PROVIDED RECORDS below:

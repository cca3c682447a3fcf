//! Scalar fields over 3D space.
//!
//! A [`ScalarField`] supplies one value per world point and is evaluated in
//! batches. The populate pipeline uses fields in two roles: as a density
//! field gating or biasing where points may land, and as a radius field
//! supplying per-point exclusion radii.
use glam::Vec3;
use mint::Vector3;

use crate::error::Result;

/// Trait for batched scalar-field evaluation.
///
/// `evaluate` must return exactly one value per input point, in the same
/// order. Failures propagate to the caller unchanged.
pub trait ScalarField: Send + Sync {
    fn evaluate(&self, positions: &[Vector3<f32>]) -> Result<Vec<f32>>;
}

/// A field that is the same value everywhere.
#[derive(Debug, Clone, Copy)]
pub struct ConstantField {
    pub value: f32,
}

impl ConstantField {
    pub fn new(value: f32) -> Self {
        Self { value }
    }
}

impl ScalarField for ConstantField {
    fn evaluate(&self, positions: &[Vector3<f32>]) -> Result<Vec<f32>> {
        Ok(vec![self.value; positions.len()])
    }
}

/// Adapter turning a plain closure into a [`ScalarField`].
pub struct FnField<F> {
    f: F,
}

impl<F> FnField<F>
where
    F: Fn(Vec3) -> f32 + Send + Sync,
{
    pub fn new(f: F) -> Self {
        Self { f }
    }
}

impl<F> ScalarField for FnField<F>
where
    F: Fn(Vec3) -> f32 + Send + Sync,
{
    fn evaluate(&self, positions: &[Vector3<f32>]) -> Result<Vec<f32>> {
        Ok(positions.iter().map(|&p| (self.f)(Vec3::from(p))).collect())
    }
}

End of PROVIDED RECORDS.

TASK GOAL: If a line of the entries holds the word "Result", copy it out.

WRITTEN RESPONSE:
use crate::error::Result;
    fn evaluate(&self, positions: &[Vector3<f32>]) -> Result<Vec<f32>>;
    fn evaluate(&self, positions: &[Vector3<f32>]) -> Result<Vec<f32>> {
    fn evaluate(&self, positions: &[Vector3<f32>]) -> Result<Vec<f32>> {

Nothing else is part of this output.